FIP Opina / 13 de marzo de 2016 / Tiempo de lectura: 10 min.

De La Habana a las aulas

Educar para la paz implica transformar los imaginarios que justifican la violencia, generar un ambiente donde la solución pacífica de los conflictos sea la norma y las diferencias coexistan armónicamente

Esta columna se publicó el 9 de marzo de 2016 en opendemocracy.net Leer columna original

Columna de la serie Perspectivas del postconflicto en Colombia, una iniciativa de la FIP y Democracia Abierta, publicada el 9 de marzo de 2016

Las negociaciones entre el Estado y las FARC, y la posibilidad de la firma de un acuerdo de paz –y, por consiguiente, de un postconflicto– nos han puesto a muchos en Colombia a soñar con un nuevo país. Para lograr ese sueño, se pone a menudo, en la educación, gran parte de las esperanzas. Sin embargo, a la hora de plantear una ruta clara para la educación de cara al postconflicto, surgen más dudas que respuestas. ¿Cómo puede aportar la educación a la salida negociada del conflicto y al logro de una paz estable y duradera para Colombia?

Las personas pasan en un aula de clases la mayor parte de su infancia y adolescencia y, en países desarrollados, hasta su temprana adultez. Es por esto, que todo lo que acontece en las escuelas juega un papel definitivo en la aculturación de las futuras generaciones. La tarea de construir un país en paz pasa por la revisión de diversas formas de violencia cultural, entendida, siguiendo a Galtung (1990), como todas esas formas de relacionarnos que han ayudado a mantener vivo el conflicto. En este sentido, cualquier esfuerzo de construcción de paz debe incluir al sector educativo como palanca para las transformaciones culturales que necesita el país de cara a la firma de los acuerdos de paz. Acá algunas ideas que nacen del trabajo cercano con muchos centros educativos en Colombia.

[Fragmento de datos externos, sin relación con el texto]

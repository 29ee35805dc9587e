//! Domain primitives, aggregates and services.
//!
//! Purpose: Define strongly typed domain entities used by the HTTP adapter
//! and the hosted-backend adapters. Keep types immutable where possible and
//! document invariants and serialisation contracts (serde) in each type's
//! Rustdoc.
//!
//! Public surface:
//! - Error (alias to `error::Error`) — API error response payload.
//! - ErrorCode (alias to `error::ErrorCode`) — stable error identifier.
//! - Tier, Problem, ProblemCatalogue — the three challenges and their order.
//! - TierDurations, SolvedTiers, Player — recorded progress and unlock rules.
//! - Route, View, resolve — page routing with unlock gating.
//! - Attempt, Verdict, VerificationPrompt — timing and verification.
//! - EditorBuffer, KeyPress, EditorCommand — editor key handling.
//! - rank_rows, LeaderboardEntry — leaderboard ordering.

pub mod account_service;
pub mod attempt;
pub mod auth;
pub mod editor;
pub mod error;
pub mod language;
pub mod leaderboard;
pub mod navigation;
pub mod ports;
pub mod problem;
pub mod progress;
pub mod progress_service;
pub mod standings_service;
pub mod tier;
pub mod trace_id;
pub mod user;
pub mod verification;
pub mod verification_service;

pub use self::account_service::{
    AccountService, BACKEND_UNCONFIGURED, EMAIL_CONFIRMATION_REQUIRED, INVALID_LOGIN,
    USERNAME_TAKEN,
};
pub use self::attempt::{Attempt, CodeDigest, VERIFY_BEFORE_SUBMIT, format_elapsed};
pub use self::auth::{
    AccessToken, AuthSession, AuthenticatedUser, Credentials, CredentialsValidationError,
    SignUpOutcome, SignUpResult,
};
pub use self::editor::{EditorBuffer, EditorCommand, EditorError, KeyPress};
pub use self::error::{Error, ErrorCode, ErrorValidationError, TRACE_ID_HEADER};
pub use self::language::{Language, UnsupportedLanguage};
pub use self::leaderboard::{ANONYMOUS, LeaderboardEntry, LeaderboardRow, rank_rows};
pub use self::navigation::{Navigation, Route, View, problem_path, resolve};
pub use self::problem::{Problem, ProblemCatalogue, ProblemId, ProblemIdValidationError};
pub use self::progress::{Player, SolvedTiers, TierDurations, TierStatus};
pub use self::progress_service::ProgressService;
pub use self::standings_service::StandingsService;
pub use self::tier::{Tier, UnknownTier};
pub use self::trace_id::TraceId;
pub use self::user::{Email, USERNAME_MAX, UserId, UserProfile, UserValidationError, Username};
pub use self::verification::{Verdict, VerificationPrompt, VerificationRequest};
pub use self::verification_service::VerificationService;

/// Convenient API result alias.
///
/// # Examples
/// ```
/// use actix_web::HttpResponse;
/// use coderush::domain::{ApiResult, Error};
///
/// fn handler() -> ApiResult<HttpResponse> {
///     Err(Error::forbidden("nope"))
/// }
/// ```
pub type ApiResult<T> = Result<T, Error>;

Un primer aporte del sector educativo, definitivo e inmediato, se relaciona con ayudarnos a creer que una salida negociada al conflicto es la mejor vía para construir un país en paz. A pesar de que muchas personas ven en la salida negociada la mejor opción, en el país existen amplios sentimientos de desconfianza frente a ambos negociadores, las FARC y el Gobierno. Esto se debe, en parte, a una larga historia de incumplimiento de acuerdos de ambos actores, pero también a un gran desconocimiento sobre el proceso de paz y sobre lo que se está negociando; confusiones que han sido reforzadas por aquellos sectores de la sociedad que se oponen al proceso. Adicionalmente, para muchos colombianos éste es un proceso hecho por el Gobierno, y en esa medida debe ser sacado adelante por él mismo. Esto se traduce en un bajo empoderamiento local y ciudadano frente a las muchas oportunidades que ofrece.

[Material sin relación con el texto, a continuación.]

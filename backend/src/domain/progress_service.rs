//! Progress domain service.
//!
//! Reads and writes the per-tier solve durations on the player's profile.
//! Recording a solve keeps the durations of the other tiers intact.

use std::sync::Arc;

use async_trait::async_trait;
use tracing::{debug, warn};

use crate::domain::ports::{
    ProfileRepository, ProfileRepositoryError, ProgressCommand, ProgressQuery,
};
use crate::domain::{AccessToken, BACKEND_UNCONFIGURED, Error, Tier, TierDurations, UserId};

/// Progress service implementing [`ProgressCommand`] and [`ProgressQuery`].
#[derive(Clone)]
pub struct ProgressService<P> {
    profiles: Arc<P>,
}

impl<P> ProgressService<P> {
    /// Create a new service over the profile repository.
    pub fn new(profiles: Arc<P>) -> Self {
        Self { profiles }
    }
}

impl<P> ProgressService<P>
where
    P: ProfileRepository,
{
    fn map_profile_error(error: ProfileRepositoryError) -> Error {
        warn!(error_kind = error.kind(), %error, "profile durations call failed");
        match error {
            ProfileRepositoryError::Connection { message } => {
                Error::service_unavailable(format!("profile repository unavailable: {message}"))
            }
            ProfileRepositoryError::Query { message } => {
                Error::internal(format!("profile repository error: {message}"))
            }
            ProfileRepositoryError::Conflict { message } => Error::conflict(message),
            ProfileRepositoryError::Unconfigured => {
                Error::service_unavailable(BACKEND_UNCONFIGURED)
            }
        }
    }

    async fn load(&self, user_id: &UserId, token: &AccessToken) -> Result<TierDurations, Error> {
        self.profiles
            .find_durations(user_id, token)
            .await
            .map(Option::unwrap_or_default)
            .map_err(Self::map_profile_error)
    }
}

#[async_trait]
impl<P> ProgressCommand for ProgressService<P>
where
    P: ProfileRepository,
{
    async fn record_solve(
        &self,
        user_id: &UserId,
        token: &AccessToken,
        tier: Tier,
        duration_ms: u64,
    ) -> Result<TierDurations, Error> {
        let durations = self
            .load(user_id, token)
            .await?
            .with_duration(tier, duration_ms);
        self.profiles
            .upsert_durations(user_id, &durations, token)
            .await
            .map_err(Self::map_profile_error)?;
        debug!(%user_id, %tier, duration_ms, "recorded solve");
        Ok(durations)
    }
}

#[async_trait]
impl<P> ProgressQuery for ProgressService<P>
where
    P: ProfileRepository,
{
    async fn durations(
        &self,
        user_id: &UserId,
        token: &AccessToken,
    ) -> Result<TierDurations, Error> {
        self.load(user_id, token).await
    }
}

#[cfg(test)]
mod tests {
    //! Regression coverage for this module.
    use super::*;
    use crate::domain::ErrorCode;
    use crate::domain::ports::MockProfileRepository;
    use rstest::rstest;

    fn make_service(repo: MockProfileRepository) -> ProgressService<MockProfileRepository> {
        ProgressService::new(Arc::new(repo))
    }

    #[tokio::test]
    async fn record_solve_preserves_other_tiers() {
        let user_id = UserId::random();
        let existing = TierDurations::default().with_duration(Tier::Easy, 1_000);
        let mut repo = MockProfileRepository::new();
        repo.expect_find_durations()
            .times(1)
            .return_once(move |_, _| Ok(Some(existing)));
        repo.expect_upsert_durations()
            .withf(|_, durations, _| {
                durations.easy_ms == Some(1_000) && durations.medium_ms == Some(2_500)
            })
            .times(1)
            .return_once(|_, _, _| Ok(()));

        let durations = make_service(repo)
            .record_solve(&user_id, &AccessToken::new("tok"), Tier::Medium, 2_500)
            .await
            .expect("record succeeds");

        assert_eq!(durations.easy_ms, Some(1_000));
        assert_eq!(durations.medium_ms, Some(2_500));
        assert_eq!(durations.hard_ms, None);
    }

    #[tokio::test]
    async fn record_solve_overwrites_same_tier() {
        let existing = TierDurations::default().with_duration(Tier::Easy, 9_000);
        let mut repo = MockProfileRepository::new();
        repo.expect_find_durations()
            .return_once(move |_, _| Ok(Some(existing)));
        repo.expect_upsert_durations().return_once(|_, _, _| Ok(()));

        let durations = make_service(repo)
            .record_solve(&UserId::random(), &AccessToken::new("tok"), Tier::Easy, 4_000)
            .await
            .expect("record succeeds");

        assert_eq!(durations.easy_ms, Some(4_000));
    }

    #[tokio::test]
    async fn durations_default_to_empty_for_missing_profile() {
        let mut repo = MockProfileRepository::new();
        repo.expect_find_durations().return_once(|_, _| Ok(None));

        let durations = make_service(repo)
            .durations(&UserId::random(), &AccessToken::new("tok"))
            .await
            .expect("query succeeds");

        assert_eq!(durations, TierDurations::default());
    }

    #[rstest]
    #[case(ProfileRepositoryError::connection("down"), ErrorCode::ServiceUnavailable)]
    #[case(ProfileRepositoryError::query("bad column"), ErrorCode::InternalError)]
    #[case(ProfileRepositoryError::conflict("dupe"), ErrorCode::Conflict)]
    #[case(ProfileRepositoryError::unconfigured(), ErrorCode::ServiceUnavailable)]
    #[tokio::test]
    async fn repository_failures_map_to_domain_errors(
        #[case] failure: ProfileRepositoryError,
        #[case] code: ErrorCode,
    ) {
        let mut repo = MockProfileRepository::new();
        repo.expect_find_durations()
            .return_once(move |_, _| Err(failure));
        repo.expect_upsert_durations().never();

        let error = make_service(repo)
            .record_solve(&UserId::random(), &AccessToken::new("tok"), Tier::Hard, 1)
            .await
            .expect_err("record fails");

        assert_eq!(error.code(), code);
    }
}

Los niños y jóvenes reciben este escepticismo y lo procesan en forma de desconfianza hacia el Estado y la política, y sobre todo, hacia el diálogo como vía para resolver los conflictos. No se trata de hacer proselitismo político en el aula, pero sí de hacer del aula un ágora de conversación sobre la actualidad nacional, en donde los avances en la negociación se pongan en debate, se reflexione sobre las implicaciones de los acuerdos para el país y sobre los cambios que puede significar la firma para sus propias vidas. Pero el aporte debe ir más allá. Las instituciones educativas tienen en sus manos un gran ejemplo de resolución pacífica de conflictos, que hace parecer sencilla cualquier discusión cotidiana. ¿Si es posible frenar un conflicto que ha cobrado miles de vidas sentándose a dialogar, por qué no hacerlo en la casa o en el recreo frente conflictos menores? Por el contrario, si optamos como sociedad por la vía armada, debemos reflexionar sobre el ejemplo que estamos dando a las futuras generaciones.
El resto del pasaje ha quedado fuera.